On Wed, 2006-01-18 at 16:21 +0000, Lee Braiden wrote:
> On Wednesday 18 January 2006 08:55, Simon Waters wrote:
> > The Affero GPL is the appropriate licence if you wish to prevent code
> > being hoarded by ASPs, my reading is this won't change. Or did I miss
> > something?
> 
> What you may be "missing" is that, if I remember correctly, around when the 
> Affero license was launched, there was a lot of talk of it just being a 
> stop-gap license, until GPLv3 was done.  I was really hoping to see something 
> along those lines, for one.

Well, there is something there - you can, as an option, require an
Affero-style quine function to be permanently available (a quine is a
program which outputs its own source code). I think the idea is still
that the Affero be retired.

So, GPLv3 can be made to act like Affero if that is what you want, and
the draft remains as-is.

I have doubts about this clause, though. I think it works extremely well
for web applications written in interpreted languages; I don't think it
affects the freeness of a program in that regard. In other
circumstances, I think it works less well.

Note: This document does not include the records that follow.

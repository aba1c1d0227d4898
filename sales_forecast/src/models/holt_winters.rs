//! Additive Holt-Winters (triple exponential smoothing)
//!
//! The model tracks a level `l`, a trend `b` and `m` seasonal offsets:
//!
//! - Level: `l_t = α(y_t − s_{t−m}) + (1−α)(l_{t−1} + b_{t−1})`
//! - Trend: `b_t = β(l_t − l_{t−1}) + (1−β)b_{t−1}`
//! - Seasonal: `s_t = γ(y_t − l_t) + (1−γ)s_{t−m}`
//! - Forecast: `ŷ_{n+h} = l_n + h·b_n + s_{n+h−m}`
//!
//! Fitting minimizes the sum of squared one-step-ahead errors. A first
//! Nelder-Mead pass tunes the smoothing coefficients from a heuristic
//! initial state; a second pass refines coefficients and initial state
//! jointly. Both passes are deterministic.

use crate::error::{ForecastError, Result};
use crate::models::{ForecastModel, ForecastResult, TrainedForecastModel};
use crate::series::DailySeries;
use crate::utils::future_dates;
use chrono::NaiveDate;
use log::{debug, info};
use sales_math::NelderMead;
use serde::Serialize;
use statrs::distribution::{ContinuousCDF, Normal};
use statrs::statistics::Statistics;

const INITIAL_COEFFICIENTS: [f64; 3] = [0.3, 0.1, 0.1];
const COEFFICIENT_STEP: f64 = 0.1;
const REFINE_COEFFICIENT_STEP: f64 = 0.05;

/// Smoothing coefficients, each in `[0, 1]`
#[derive(Debug, Clone, Copy, PartialEq, Serialize)]
pub struct SmoothingParameters {
    pub alpha: f64,
    pub beta: f64,
    pub gamma: f64,
}

impl SmoothingParameters {
    pub fn new(alpha: f64, beta: f64, gamma: f64) -> Result<Self> {
        for (name, value) in [("alpha", alpha), ("beta", beta), ("gamma", gamma)] {
            if !(0.0..=1.0).contains(&value) {
                return Err(ForecastError::InvalidParameter(format!(
                    "{} must be between 0 and 1, got {}",
                    name, value
                )));
            }
        }
        Ok(Self { alpha, beta, gamma })
    }

    fn from_slice(x: &[f64]) -> Self {
        Self {
            alpha: x[0],
            beta: x[1],
            gamma: x[2],
        }
    }
}

/// Level, trend and seasonal offsets before the first observation
#[derive(Debug, Clone, PartialEq, Serialize)]
pub struct InitialState {
    pub level: f64,
    pub trend: f64,
    /// One offset per seasonal slot, summing to zero
    pub seasonals: Vec<f64>,
}

impl InitialState {
    /// Classical start: first-season mean as level, season-over-season
    /// change of means as trend, first-season deviations as offsets.
    /// `values` must hold at least two full seasons.
    fn heuristic(values: &[f64], period: usize) -> Self {
        let first = values[..period].mean();
        let second = values[period..2 * period].mean();

        Self {
            level: first,
            trend: (second - first) / period as f64,
            seasonals: values[..period].iter().map(|v| v - first).collect(),
        }
    }

    /// Decode `[level, trend, s_0 .. s_{m-2}]`; the last offset closes the sum to zero
    fn from_slice(x: &[f64]) -> Self {
        let mut seasonals = x[2..].to_vec();
        seasonals.push(-seasonals.iter().sum::<f64>());
        Self {
            level: x[0],
            trend: x[1],
            seasonals,
        }
    }

    fn to_vec(&self) -> Vec<f64> {
        let free = self.seasonals.len().saturating_sub(1);
        let mut x = vec![self.level, self.trend];
        x.extend_from_slice(&self.seasonals[..free]);
        x
    }
}

/// State after running the recursions over a series
struct Smoothed {
    level: f64,
    trend: f64,
    seasonals: Vec<f64>,
    fitted: Vec<f64>,
    sse: f64,
}

fn smooth(values: &[f64], params: SmoothingParameters, initial: &InitialState) -> Smoothed {
    let period = initial.seasonals.len();
    let SmoothingParameters { alpha, beta, gamma } = params;

    let mut level = initial.level;
    let mut trend = initial.trend;
    let mut seasonals = initial.seasonals.clone();
    let mut fitted = Vec::with_capacity(values.len());
    let mut sse = 0.0;

    for (t, &y) in values.iter().enumerate() {
        let slot = t % period;
        let prediction = level + trend + seasonals[slot];
        fitted.push(prediction);
        sse += (y - prediction).powi(2);

        let previous = level;
        level = alpha * (y - seasonals[slot]) + (1.0 - alpha) * (level + trend);
        trend = beta * (level - previous) + (1.0 - beta) * trend;
        seasonals[slot] = gamma * (y - level) + (1.0 - gamma) * seasonals[slot];
    }

    Smoothed {
        level,
        trend,
        seasonals,
        fitted,
        sse,
    }
}

/// Additive-trend, additive-seasonal Holt-Winters model
#[derive(Debug, Clone)]
pub struct HoltWinters {
    /// Name of the model
    name: String,
    /// Observations per season
    seasonal_period: usize,
    /// Coefficients used as-is instead of being optimized
    fixed: Option<SmoothingParameters>,
    optimizer: NelderMead,
}

impl HoltWinters {
    /// Create a model with `seasonal_period` observations per season
    pub fn new(seasonal_period: usize) -> Result<Self> {
        if seasonal_period < 2 {
            return Err(ForecastError::InvalidParameter(format!(
                "Seasonal period must be at least 2, got {}",
                seasonal_period
            )));
        }

        Ok(Self {
            name: format!("Holt-Winters (additive, m={})", seasonal_period),
            seasonal_period,
            fixed: None,
            optimizer: NelderMead::default(),
        })
    }

    /// Use fixed coefficients; only the initial state is estimated
    pub fn with_parameters(mut self, alpha: f64, beta: f64, gamma: f64) -> Result<Self> {
        self.fixed = Some(SmoothingParameters::new(alpha, beta, gamma)?);
        Ok(self)
    }

    /// Replace the minimizer used during fitting
    pub fn with_optimizer(mut self, optimizer: NelderMead) -> Self {
        self.optimizer = optimizer;
        self
    }

    pub fn seasonal_period(&self) -> usize {
        self.seasonal_period
    }

    /// Smallest series length accepted by [`ForecastModel::train`]
    pub fn minimum_observations(&self) -> usize {
        2 * self.seasonal_period
    }

    fn optimize(&self, values: &[f64]) -> Result<(SmoothingParameters, InitialState)> {
        let period = self.seasonal_period;
        let heuristic = InitialState::heuristic(values, period);

        let coefficients = self.optimizer.minimize(
            |x| smooth(values, SmoothingParameters::from_slice(x), &heuristic).sse,
            &INITIAL_COEFFICIENTS,
            &[COEFFICIENT_STEP; 3],
            &[(0.0, 1.0); 3],
        )?;
        debug!(
            "coefficient search: sse={:.4} after {} iterations (converged: {})",
            coefficients.value, coefficients.iterations, coefficients.converged
        );

        let spread = values.std_dev();
        let scale = if spread.is_finite() && spread > 1.0 { spread } else { 1.0 };

        let mut start = coefficients.point.clone();
        start.extend(heuristic.to_vec());

        let mut steps = vec![REFINE_COEFFICIENT_STEP; 3];
        steps.push(0.1 * scale);
        steps.push(0.01 * scale);
        steps.extend(std::iter::repeat(0.1 * scale).take(period - 1));

        let mut bounds = vec![(0.0, 1.0); 3];
        bounds.extend(std::iter::repeat((f64::NEG_INFINITY, f64::INFINITY)).take(period + 1));

        let joint = self.optimizer.minimize(
            |x| smooth(values, SmoothingParameters::from_slice(x), &InitialState::from_slice(&x[3..])).sse,
            &start,
            &steps,
            &bounds,
        )?;
        debug!(
            "joint search: sse={:.4} after {} iterations (converged: {})",
            joint.value, joint.iterations, joint.converged
        );

        if joint.value <= coefficients.value {
            Ok((
                SmoothingParameters::from_slice(&joint.point),
                InitialState::from_slice(&joint.point[3..]),
            ))
        } else {
            Ok((SmoothingParameters::from_slice(&coefficients.point), heuristic))
        }
    }
}

impl ForecastModel for HoltWinters {
    type Trained = HoltWintersModel;

    fn train(&self, series: &DailySeries) -> Result<Self::Trained> {
        let values = series.values();
        let needed = self.minimum_observations();
        let last_date = match series.last_date() {
            Some(date) if values.len() >= needed => date,
            _ => {
                return Err(ForecastError::InsufficientData {
                    needed,
                    got: values.len(),
                })
            }
        };

        let (params, initial) = match self.fixed {
            Some(params) => (params, InitialState::heuristic(values, self.seasonal_period)),
            None => self.optimize(values)?,
        };
        let smoothed = smooth(values, params, &initial);

        info!(
            "Fitted {} on {} observations: alpha={:.4} beta={:.4} gamma={:.4} sse={:.4}",
            self.name,
            values.len(),
            params.alpha,
            params.beta,
            params.gamma,
            smoothed.sse
        );

        Ok(HoltWintersModel {
            name: self.name.clone(),
            seasonal_period: self.seasonal_period,
            params,
            initial,
            level: smoothed.level,
            trend: smoothed.trend,
            seasonals: smoothed.seasonals,
            fitted: smoothed.fitted,
            sse: smoothed.sse,
            last_date,
        })
    }

    fn name(&self) -> &str {
        &self.name
    }
}

/// Fitted Holt-Winters model
///
/// Immutable; forecasting never changes its state.
#[derive(Debug, Clone, PartialEq, Serialize)]
pub struct HoltWintersModel {
    name: String,
    seasonal_period: usize,
    params: SmoothingParameters,
    initial: InitialState,
    level: f64,
    trend: f64,
    /// Latest offset for each slot `t mod m`
    seasonals: Vec<f64>,
    fitted: Vec<f64>,
    sse: f64,
    last_date: NaiveDate,
}

impl HoltWintersModel {
    pub fn parameters(&self) -> SmoothingParameters {
        self.params
    }

    pub fn initial_state(&self) -> &InitialState {
        &self.initial
    }

    pub fn seasonal_period(&self) -> usize {
        self.seasonal_period
    }

    /// Final level
    pub fn level(&self) -> f64 {
        self.level
    }

    /// Final trend
    pub fn trend(&self) -> f64 {
        self.trend
    }

    /// Final seasonal offsets indexed by slot `t mod m`
    pub fn seasonals(&self) -> &[f64] {
        &self.seasonals
    }

    /// In-sample sum of squared one-step-ahead errors
    pub fn sse(&self) -> f64 {
        self.sse
    }

    pub fn observations(&self) -> usize {
        self.fitted.len()
    }

    pub fn last_date(&self) -> NaiveDate {
        self.last_date
    }

    /// Mean squared one-step-ahead error
    pub fn residual_variance(&self) -> f64 {
        self.sse / self.observations() as f64
    }

    fn point_forecasts(&self, horizon: usize) -> Result<Vec<f64>> {
        if horizon == 0 {
            return Err(ForecastError::InvalidParameter(
                "Forecast horizon must be at least 1".to_string(),
            ));
        }

        let n = self.observations();
        Ok((1..=horizon)
            .map(|h| {
                let slot = (n - 1 + h) % self.seasonal_period;
                self.level + h as f64 * self.trend + self.seasonals[slot]
            })
            .collect())
    }

    /// Shift of the step-`j` forecast caused by a unit error one step ahead
    ///
    /// `c_j = α(1 + jβ) + γ(1 − α)·[j mod m = 0]`; the seasonal update is
    /// taken against the freshly updated level, hence the `(1 − α)`.
    fn error_multiplier(&self, j: usize) -> f64 {
        let SmoothingParameters { alpha, beta, gamma } = self.params;
        let seasonal = if j % self.seasonal_period == 0 {
            gamma * (1.0 - alpha)
        } else {
            0.0
        };
        alpha * (1.0 + j as f64 * beta) + seasonal
    }

    /// Forecast with symmetric normal prediction intervals
    ///
    /// The step-`h` variance is `σ²(1 + Σ_{j<h} c_j²)`, with `c_j` from
    /// [`Self::error_multiplier`] and `σ²` the residual variance.
    pub fn forecast_with_intervals(&self, horizon: usize, confidence_level: f64) -> Result<ForecastResult> {
        if !(confidence_level > 0.0 && confidence_level < 1.0) {
            return Err(ForecastError::InvalidParameter(format!(
                "Confidence level must be between 0 and 1, got {}",
                confidence_level
            )));
        }
        let result = self.forecast(horizon)?;

        let normal = Normal::new(0.0, 1.0)
            .map_err(|e| ForecastError::ValidationError(e.to_string()))?;
        let z = normal.inverse_cdf(0.5 + confidence_level / 2.0);
        let sigma2 = self.residual_variance();

        let mut accumulated = 1.0;
        let intervals = result
            .values()
            .iter()
            .enumerate()
            .map(|(j, value)| {
                if j > 0 {
                    accumulated += self.error_multiplier(j).powi(2);
                }
                let margin = z * (sigma2 * accumulated).sqrt();
                (value - margin, value + margin)
            })
            .collect();

        result.with_intervals(intervals, confidence_level)
    }
}

impl TrainedForecastModel for HoltWintersModel {
    fn forecast(&self, horizon: usize) -> Result<ForecastResult> {
        let values = self.point_forecasts(horizon)?;
        ForecastResult::new(values, horizon)?.with_dates(future_dates(self.last_date, horizon))
    }

    fn fitted_values(&self) -> &[f64] {
        &self.fitted
    }

    fn name(&self) -> &str {
        &self.name
    }
}

/// Fit an optimized Holt-Winters model to `series`
pub fn fit(series: &DailySeries, seasonal_period: usize) -> Result<HoltWintersModel> {
    HoltWinters::new(seasonal_period)?.train(series)
}

/// Forecast `horizon` days past the end of the fitted series
pub fn forecast(model: &HoltWintersModel, horizon: usize) -> Result<ForecastResult> {
    model.forecast(horizon)
}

Also, it doesn't really address situations where the program is not
interpreted, or the interface is projected in some other way - a good
example would be running an application via an NX server. The basic
"problem" is still the same - user gets access to the application, but
not the source - but the solution given begins to falter (it becomes
progressively more difficult to make the quine-like function available
and useful as the app gets more complex).

I wonder if the GPLv3 over-generalises the clause. Maybe it should be
'If the application presents an HTML interface via a webserver, and that
interface has a quine function, you may not remove it'. I think both the
other situations, and the problems that people have raised with this
clause, are all basically non-interesting corner cases which do little
to increase freedom. 

I also think this aspect of the draft will be the most controversial,
and would have lit fires were it not for the fact that it's optional.

Cheers,

Alex.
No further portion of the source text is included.